With that in mind, the authors developed a system designed for automated genetic disease diagnosis and acute management guidance. They began by reducing the turnaround time of rWGS to 13.5 hours, incorporating several innovations that enhanced scalability and reproducibility including automated interpretation and improving the ability to diagnose genetic diseases associated with most major classes of genomic variants. In addition, the team incorporated GTRx to provide immediate treatment guidelines for physicians to help them understand the identified genetic conditions and their available treatment options, which may include therapeutics, dietary changes, surgery, medical devices or other interventions.
GTRx is a critical piece of the recently announced diagnostic and precision medicine guidance tool called BeginNGS™ (pronounced “beginnings”) that would screen newborns for approximately 400 genetic diseases that have known treatment options using rapid Whole Genome Sequencing (rWGS®). BeginNGS, developed through a research collaboration with Alexion; Fabric Genomics; Genomenon; Illumina, Inc.; and TileDB, uses rWGS to diagnose and identify treatment options for genetic conditions before symptoms begin, an advancement over current pediatric uses of rWGS that focus mainly on children who are already critically ill. Once a diagnosis is made, BeginNGS uses GTRx to provide clinical decision support and help decrease variability or delayed implementation of optimal precision treatment following diagnosis of a rare genetic condition.
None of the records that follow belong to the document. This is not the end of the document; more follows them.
impl TranslationEngine {
    pub fn new(
        schemas: Arc<dyn SchemaStore>,
        cache: Arc<dyn MappingStore>,
        backend: Arc<dyn GenerationBackend>,
        config: EngineConfig,
    ) -> Self {
        let client = GenerationClient::new(backend, config.generation.clone());
        Self {
            schemas,
            cache,
            discoverer: MappingDiscoverer::new(client.clone(), config.confidence_floor),
            translator: GenerationTranslator::new(client),
            canonical: Arc::new(CanonicalSchema::builtin()),
            samples: None,
            sample_rows: config.sample_rows,
            loaded: RwLock::new(HashMap::new()),
            discovering: Mutex::new(HashMap::new()),
        }
    }

    /// Show sample rows from `source` in discovery and generation prompts
    pub fn with_samples(mut self, source: Arc<dyn SampleSource>) -> Self {
        self.samples = Some(source);
        self
    }

    /// Replace the builtin vocabulary
    pub fn with_canonical(mut self, canonical: CanonicalSchema) -> Self {
        self.canonical = Arc::new(canonical);
        self
    }

    pub fn canonical(&self) -> &CanonicalSchema {
        &self.canonical
    }

    /// Translate one canonical query for one tenant
    pub async fn translate(&self, query: &str, tenant_id: &str) -> Result<TranslationResult, TranslateError> {
        let fingerprint = query_fingerprint(query);
        let span = tracing::info_span!("translate", tenant = %tenant_id, query = %&fingerprint[..12]);
        self.translate_inner(query, tenant_id).instrument(span).await
    }

    async fn translate_inner(&self, query: &str, tenant_id: &str) -> Result<TranslationResult, TranslateError> {
        // 1. Schema and mappings
        let schema = self.schema(tenant_id).await?;
        let mappings = self.mappings_for(&schema).await?;

        // 2. Classify
        let stmt = Statement::parse(query)?;
        let analysis = classify(&stmt, &mappings, &self.canonical)?;

        let mut result = TranslationResult {
            original_query: query.to_string(),
            translated_query: String::new(),
            tenant_id: tenant_id.to_string(),
            confidence: 0.0,
            reasoning: String::new(),
            warnings: Vec::new(),
            validation_errors: Vec::new(),
            join_strategy: None,
            path: TranslationPath::Direct,
            attempts: 0,
            execution_plan: None,
            performance_hints: Vec::new(),
        };

        // 3a. Fast path
        if analysis.is_simple() {
            match rewrite(&stmt, &analysis, &mappings) {
                Ok(rewritten) => {
                    let validation = Statement::parse(&rewritten.sql)
                        .map(|s| validate_schema(&s, &schema).messages())
                        .unwrap_or_else(|e| vec![e.to_string()]);
                    tracing::info!(
                        path = "direct",
                        valid = validation.is_empty(),
                        confidence = rewritten.confidence,
                        "Translated query"
                    );
                    result.translated_query = rewritten.sql;
                    result.confidence = rewritten.confidence;
                    result.reasoning = "direct identifier substitution".to_string();
                    result.warnings = rewritten.warnings;
                    result.validation_errors = validation;
                    let tenant_table = analysis
                        .tables_referenced
                        .first()
                        .and_then(|t| mappings.table(t))
                        .map(|m| m.tenant_table.clone())
                        .unwrap_or_default();
                    attach_plan(&mut result, &analysis, &JoinStrategy::single(tenant_table));
                    return Ok(result);
                }
                Err(e) => {
                    tracing::info!(error = %e, "Direct rewrite not possible, using generation");
                }
            }
        }

        // 3b. Complex path
        result.path = TranslationPath::Generated;
        result.warnings = self.unmapped_warnings(&analysis, &mappings);

        let strategy = plan_joins(&schema, &analysis, &mappings);
        for table in &strategy.unreachable {
            result
                .warnings
                .push(format!("no join path from {} to {}", strategy.primary_table, table));
        }

        let mut planned = vec![strategy.primary_table.clone()];
        planned.extend(strategy.joins.iter().map(|j| j.table.clone()));
        let samples = self.samples(tenant_id, &planned).await;

        let ctx = TranslationContext {
            query,
            schema: &schema,
            mappings: &mappings,
            analysis: &analysis,
            join_strategy: &strategy,
            samples: &samples,
        };
        let outcome = generate_validated(&self.translator, &ctx).await;

        tracing::info!(
            path = "generated",
            attempts = outcome.attempts,
            valid = outcome.validation_errors.is_empty(),
            confidence = outcome.confidence,
            "Translated query"
        );

        result.translated_query = outcome.sql;
        result.confidence = outcome.confidence.min(strategy.confidence);
        result.reasoning = outcome.reasoning;
        result.warnings.extend(outcome.warnings);
        result.validation_errors = outcome.validation_errors;
        result.attempts = outcome.attempts;
        attach_plan(&mut result, &analysis, &strategy);
        result.join_strategy = Some(strategy);
        Ok(result)
    }

    /// Translate, then run the SQL only if it passed validation
    pub async fn translate_and_execute(
        &self,
        query: &str,
        tenant_id: &str,
        executor: &dyn QueryExecutor,
    ) -> Result<ExecutedTranslation, TranslateError> {
        let translation = self.translate(query, tenant_id).await?;
        if !translation.is_valid() {
            return Ok(ExecutedTranslation {
                translation,
                execution: None,
                execution_error: Some("translation did not pass validation; not executed".to_string()),
            });
        }
        let (execution, execution_error) = match executor.execute(tenant_id, &translation.translated_query).await {
            Ok(rows) => (Some(rows), None),
            Err(e) => {
                tracing::warn!(tenant = %tenant_id, error = %e, "Execution failed");
                (None, Some(e.to_string()))
            }
        };
        Ok(ExecutedTranslation {
            translation,
            execution,
            execution_error,
        })
    }

    /// Cached mappings for a tenant, without touching usage counters
    pub async fn cached_mappings(&self, tenant_id: &str) -> Result<Option<MappingSet>, TranslateError> {
        Ok(self.cache.get(tenant_id).await?)
    }

    /// Explicit invalidation
    pub async fn clear_mappings(&self, tenant_id: &str) -> Result<bool, TranslateError> {
        let existed = self.cache.clear(tenant_id).await?;
        tracing::info!(tenant = %tenant_id, existed, "Cleared cached mappings");
        Ok(existed)
    }

    /// Drop the cached record and discover again
    pub async fn refresh_mappings(&self, tenant_id: &str) -> Result<MappingSet, TranslateError> {
        let schema = self.schema(tenant_id).await?;
        let lock = self.discovery_lock(tenant_id).await;
        let _guard = lock.lock().await;
        // the old record stays in place if discovery fails
        let set = self.discover(&schema).await?;
        self.cache.put(&set).await?;
        tracing::info!(tenant = %tenant_id, "Refreshed mappings");
        Ok(set)
    }

    async fn schema(&self, tenant_id: &str) -> Result<Arc<TenantSchema>, TranslateError> {
        if let Some(schema) = self.loaded.read().await.get(tenant_id) {
            return Ok(schema.clone());
        }
        let schema = Arc::new(self.schemas.load(tenant_id).await?);
        self.loaded
            .write()
            .await
            .insert(tenant_id.to_string(), schema.clone());
        Ok(schema)
    }

    async fn mappings_for(&self, schema: &TenantSchema) -> Result<MappingSet, TranslateError> {
        let tenant_id = schema.tenant_id.as_str();
        if let Some(set) = self.cache_hit(tenant_id).await? {
            return Ok(set);
        }

        let lock = self.discovery_lock(tenant_id).await;
        let _guard = lock.lock().await;
        // a concurrent call may have finished discovery while this one waited
        if let Some(set) = self.cache_hit(tenant_id).await? {
            return Ok(set);
        }

        tracing::info!("Mapping cache miss, discovering");
        let set = self.discover(schema).await?;
        // persisted before this call uses it
        self.cache.put(&set).await?;
        Ok(set)
    }

    async fn cache_hit(&self, tenant_id: &str) -> Result<Option<MappingSet>, TranslateError> {
        let Some(mut set) = self.cache.get(tenant_id).await? else {
            return Ok(None);
        };
        tracing::info!(usage_count = set.usage_count, "Mapping cache hit");
        self.cache.touch(tenant_id).await?;
        set.touch();
        Ok(Some(set))
    }

    async fn discovery_lock(&self, tenant_id: &str) -> Arc<Mutex<()>> {
        self.discovering
            .lock()
            .await
            .entry(tenant_id.to_string())
            .or_default()
            .clone()
    }

    async fn samples(&self, tenant_id: &str, tables: &[String]) -> TableSamples {
        match &self.samples {
            Some(source) => TableSamples::collect(source.as_ref(), tenant_id, tables, self.sample_rows).await,
            None => TableSamples::default(),
        }
    }

    async fn discover(&self, schema: &TenantSchema) -> Result<MappingSet, TranslateError> {
        let tables: Vec<String> = schema.table_names().iter().map(|t| t.to_string()).collect();
        let samples = self.samples(&schema.tenant_id, &tables).await;
        self.discoverer
            .discover(schema, &self.canonical, &samples)
            .await
            .map_err(|source| TranslateError::MappingDiscoveryFailed {
                tenant: schema.tenant_id.clone(),
                source,
            })
    }

    fn unmapped_warnings(&self, analysis: &QueryAnalysis, mappings: &MappingSet) -> Vec<String> {
        let mut warnings = Vec::new();
        for table in &analysis.tables_referenced {
            if self.canonical.is_table(table) && mappings.table(table).is_none() {
                warnings.push(format!("canonical table {} has no tenant table", table));
            }
        }
        for column in &analysis.columns_referenced {
            if let Some(u) = mappings.unmapped_field(column) {
                warnings.push(format!("unmapped field {} omitted ({})", u.canonical_field, u.reason));
            }
        }
        warnings
    }
}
Alexion, one of the key collaborators on GTRx, integrated multiple online disease information resources and provided artificial intelligence tools to mine the published literature regarding available treatments for rare genetic diseases.
“By integrating tools to enable rapid diagnosis and deliver disease management guidance into an automated virtual system, GTRx is a remarkable example of how we can leverage digital technology to help doctors and patients get answers faster,” said Tom Defay, Alexion’s Deputy Head, Diagnostics Strategy and Development. “As a leader in rare diseases for 30 years, Alexion remains committed to helping shorten the diagnostic odyssey for patients, and we are proud of our collaboration to provide RCIGM with technical expertise and support for the development of this innovative technology.”
Another important partner in the development of GTRx, Illumina, contributed genome sequencing library preparation, sequencing, analysis, and data integration technologies that enabled the GTRx system.
“We at Illumina are very proud to play a role in this groundbreaking work,” said Ashley Van Zeeland, head of Illumina Open Innovation. “Our Customer Collaboration & Innovation team collaborated deeply with Dr. Kingsmore and team to develop solutions that set a new benchmark for enabling end-to-end precision care more quickly for these critically-ill babies.”
As part of the study, an expert clinical panel systematically reviewed published evidence about the efficacy of 9911 existing drugs, devices and dietary and surgical interventions for more than 500 severe, childhood genetic diseases. The clinical panel concluded that 1527 treatments had acceptable evidence of efficacy in 421 genetic diseases. These treatments, efficacy assessments, quality of supporting evidence, and indications and contraindications were integrated with 13 genetic disease information resources, such as GARD, Orphanet and OMIM, and appended to diagnostic reports.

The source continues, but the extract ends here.